• When life becomes overwhelming, it helps to consult your personal value system, which outlines your priorities and guides your actions.
  • Your personal values also help to determine what kind of people you keep around, what purpose you seek, and how you treat others.
  • To create a healthy personal value system, you must evaluate the main areas of life: environment, career, fun, romance, personal growth, money, health, friends and family.
  • Rate each area in terms of how important it is to your life and then rate each area again in terms of how fulfilled you feel in it right now.
  • Compare these charts to decide on a healthy personal value system moving forward, one that will reflect your priorities and assist you in living a meaningful life.

It’s almost time to go home. Only two more weeks until vacation. I can make it to the weekend. I’ll get by okay. I’ll make it through. Ever felt like this? I know you have; we all have. Everything piles up. Work, school, doctor visits, chores, bills. And too often, we let this mess clutter our minds and completely rule our lives—which is a big problem. Fortunately, there’s an effective solution to this problem: putting a healthy personal value system in place. A personal value system is made up of principles that guide your behavior and ultimately the direction of your life. It doesn’t just provide structure, but a purpose. Kailee Place, a licensed professional counselor, delves deeper into the functionality of personal value systems:

“Having a personal value system is incredibly important for our lives as these values set the tone for decisions we make, the people we have in our lives, what purpose we decide to partake in, and how we treat people, to name a few. Without a core set of values to live from, there can be a lot of confusion and ambiguity. Our values set boundaries for us. For example, your values surrounding family helps guide whether you stay in your hometown or move away, whether you’ll want a lifelong companion, if you’ll want kids or not, and if so, how many, or how much time you spend at work versus at home.

Values may be flexible and take time to develop or further narrow as we experience life, but building a general outline of what matters to you to your core grants you the ability to live a life you feel confident about. You make choices that sit comfortably with you versus feeling confused, guilty, or conflicted. A value system gives you a set of guidelines to follow in your daily life. And as much as we don’t like to admit it, people truly do like having rules to follow. These are just rules you decide for yourself in order to lead a life you’re happy about.”

What Matters Most to You?

To create your own personal value system, you have to consider what matters most to you. Professionals typically divide life into eight major areas, of which we have to fulfill to some degree to live happily. These include:

  • Environment
  • Career
  • Fun
  • Romance
  • Personal growth
  • Money
  • Health
  • Friends and family

Consult the list above and decide which areas of life are most important to you. For example: Would you rather work long hours to get that promotion or do you care more about spending valuable time with friends and family? Are you set on living somewhere you can make a lot of money or would you rather live in a town you truly enjoy? Don’t get me wrong: you don’t have to choose between one or the other (e.g. career vs. friends and family). But it helps to rate each area in terms of what matters most. It also helps to rate each area in terms of how fulfilled you feel right now. Then, you can combine both scores to create a healthy personal value system that’ll best benefit you moving forward.

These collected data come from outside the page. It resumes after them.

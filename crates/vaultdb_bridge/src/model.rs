//! Domain records and the canonical persisted schema.
//!
//! The collection names declared here are an on-disk contract shared
//! with databases written by earlier builds. The set only ever grows
//! across schema versions; removing or renaming a name would strand
//! records written by an older build.

use serde::{Deserialize, Serialize};
use serde_json::Value;
use uuid::Uuid;
use vaultdb_store::Schema;

/// Vault metadata records (one per local identity).
pub const COL_META_VAULT: &str = "meta_vault";
/// Locally persisted user credentials.
pub const COL_USER_CREDENTIALS: &str = "user_credentials";
/// Distributed password records.
pub const COL_META_PASSWORDS: &str = "meta_passwords";
/// Append-only change log of local data events.
pub const COL_COMMIT_LOG: &str = "commit_log";

/// Current schema version.
///
/// Version 1 declared `meta_passwords` and `commit_log`; version 2
/// added `meta_vault` and `user_credentials`.
pub const SCHEMA_VERSION: u32 = 2;

/// Returns the schema descriptor for the current version.
#[must_use]
pub fn schema() -> Schema {
    Schema::new(
        SCHEMA_VERSION,
        [
            COL_META_VAULT,
            COL_USER_CREDENTIALS,
            COL_META_PASSWORDS,
            COL_COMMIT_LOG,
        ],
    )
}

/// A device participating in a vault.
#[derive(Debug, Clone, PartialEq, Eq, Serialize, Deserialize)]
pub struct DeviceInfo {
    /// Stable device identifier.
    pub device_id: Uuid,
    /// Human-readable device name.
    pub device_name: String,
}

impl DeviceInfo {
    /// Creates a device record with a fresh identifier.
    #[must_use]
    pub fn generate(device_name: impl Into<String>) -> Self {
        Self {
            device_id: Uuid::new_v4(),
            device_name: device_name.into(),
        }
    }
}

/// Local vault registration: which vault this device belongs to.
#[derive(Debug, Clone, PartialEq, Eq, Serialize, Deserialize)]
pub struct MetaVault {
    /// Vault name, unique across the system.
    pub vault_name: String,
    /// The local device.
    pub device: DeviceInfo,
}

/// Locally persisted identity material.
///
/// Key strings are opaque engine-produced encodings; the bridge never
/// interprets them.
#[derive(Debug, Clone, PartialEq, Eq, Serialize, Deserialize)]
pub struct UserCredentials {
    /// Vault this identity belongs to.
    pub vault_name: String,
    /// The local device.
    pub device: DeviceInfo,
    /// Signing public key.
    pub public_key: String,
    /// Transport (encryption) public key.
    pub transport_public_key: String,
}

/// Canonical vault membership as last reported by the engine.
#[derive(Debug, Clone, PartialEq, Eq, Serialize, Deserialize)]
pub struct VaultSummary {
    /// Vault name.
    pub vault_name: String,
    /// Accepted member devices.
    pub members: Vec<DeviceInfo>,
    /// Devices waiting for join approval.
    pub pending_joins: Vec<DeviceInfo>,
}

/// A distributed password record, stored in `meta_passwords`.
#[derive(Debug, Clone, PartialEq, Eq, Serialize, Deserialize)]
pub struct PasswordEntry {
    /// Record identifier.
    pub id: String,
    /// Display title.
    pub title: String,
}

/// Addressing key of a change-log event.
#[derive(Debug, Clone, PartialEq, Eq, Default, Serialize, Deserialize)]
pub struct EventKey {
    /// Logical namespace.
    pub ns: String,
    /// Logical store the event belongs to.
    pub store: String,
    /// Record identifier within the store.
    pub id: String,
}

impl EventKey {
    /// Creates an event key.
    pub fn new(
        ns: impl Into<String>,
        store: impl Into<String>,
        id: impl Into<String>,
    ) -> Self {
        Self {
            ns: ns.into(),
            store: store.into(),
            id: id.into(),
        }
    }
}

/// One entry of the append-only change log, stored in `commit_log`.
///
/// The value is an opaque JSON payload; [`replay_events`] interprets
/// the entries it knows about and ignores the rest.
#[derive(Debug, Clone, PartialEq, Default, Serialize, Deserialize)]
pub struct DataEvent {
    /// Addressing key.
    pub key: EventKey,
    /// Opaque event payload.
    pub value: Value,
}

impl DataEvent {
    /// Creates a vault-registration event.
    pub fn meta_vault_updated(meta_vault: &MetaVault) -> Self {
        Self {
            key: EventKey::new("vault_db", "meta_schema", "meta_vault"),
            value: serde_json::to_value(meta_vault).unwrap_or(Value::Null),
        }
    }

    /// Creates a credentials event.
    pub fn credentials_updated(credentials: &UserCredentials) -> Self {
        Self {
            key: EventKey::new("vault_db", "meta_schema", "user_credentials"),
            value: serde_json::to_value(credentials).unwrap_or(Value::Null),
        }
    }
}

/// The latest locally-known identity state, folded from the change log.
#[derive(Debug, Clone, PartialEq, Default)]
pub struct LocalSnapshot {
    /// Vault registration, if this device ever created or joined one.
    pub meta_vault: Option<MetaVault>,
    /// Persisted identity material, if any.
    pub credentials: Option<UserCredentials>,
}

/// Folds an ordered change log into the latest local snapshot.
///
/// Later events win over earlier ones. Events with unknown keys or
/// payloads that fail to decode are skipped.
pub fn replay_events<'a, I>(events: I) -> LocalSnapshot
where
    I: IntoIterator<Item = &'a DataEvent>,
{
    let mut snapshot = LocalSnapshot::default();

    for event in events {
        match event.key.id.as_str() {
            "meta_vault" => match serde_json::from_value(event.value.clone()) {
                Ok(meta_vault) => snapshot.meta_vault = Some(meta_vault),
                Err(e) => tracing::warn!(error = %e, "skipping undecodable meta_vault event"),
            },
            "user_credentials" => match serde_json::from_value(event.value.clone()) {
                Ok(credentials) => snapshot.credentials = Some(credentials),
                Err(e) => {
                    tracing::warn!(error = %e, "skipping undecodable credentials event");
                }
            },
            _ => {}
        }
    }

    snapshot
}

/// The UI-visible application state snapshot.
///
/// Replaced wholesale on every refresh; the default value is the
/// well-defined "empty" snapshot shown before any secrets are loaded.
#[derive(Debug, Clone, PartialEq, Eq, Default, Serialize, Deserialize)]
pub struct VaultState {
    /// Whether the UI should offer the join-vault flow.
    pub join_requested: bool,
    /// Local vault registration.
    pub meta_vault: Option<MetaVault>,
    /// Canonical vault membership.
    pub vault: Option<VaultSummary>,
}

Action Expresses Priorities

Now, do your actions support your priorities (of which you’ve just determined above)? Your values are put on display for the whole world to see every single day. Sarah Boettner—a licensed clinical counselor, licensed social worker, and integrative health coach—further explains how our behaviors are impacted by our personal value systems, as well as how these values have a positive impact on our wellbeing when they reflect your true priorities:

“Having a value system is what guides us. The things that we mark as most important in our lives color the behaviors we engage in and the decisions we make. Our values are influenced by our childhood experiences and by our environment. The difference is in having a healthy value system versus a value system that may be destructive or damaging.

Having a healthy value system creates a system of boundaries that guides the individual as they navigate everyday life. For example, an individual that places great importance upon family time will adjust their schedules to ensure that they spend significant time and energy into sustaining those relationships versus pursuing financial gain or entertainment. This, in turn, promotes positive emotions in thinking about their family and reinforces their value of family. Healthy values are ones that promote positivity, balance, healthiness, and happiness within the individual’s life as well as those around them. Since we as individuals are not islands, what we do, what we say, has impacts upon those around us. The more we live true to our personal values, the greater the impact we have on our moods, decision-making, and surroundings.”

If you need a little assistance in identifying your personal value system, consider working with a life coach. These professionals can help you understand what matters most to you and help you identify it neatly.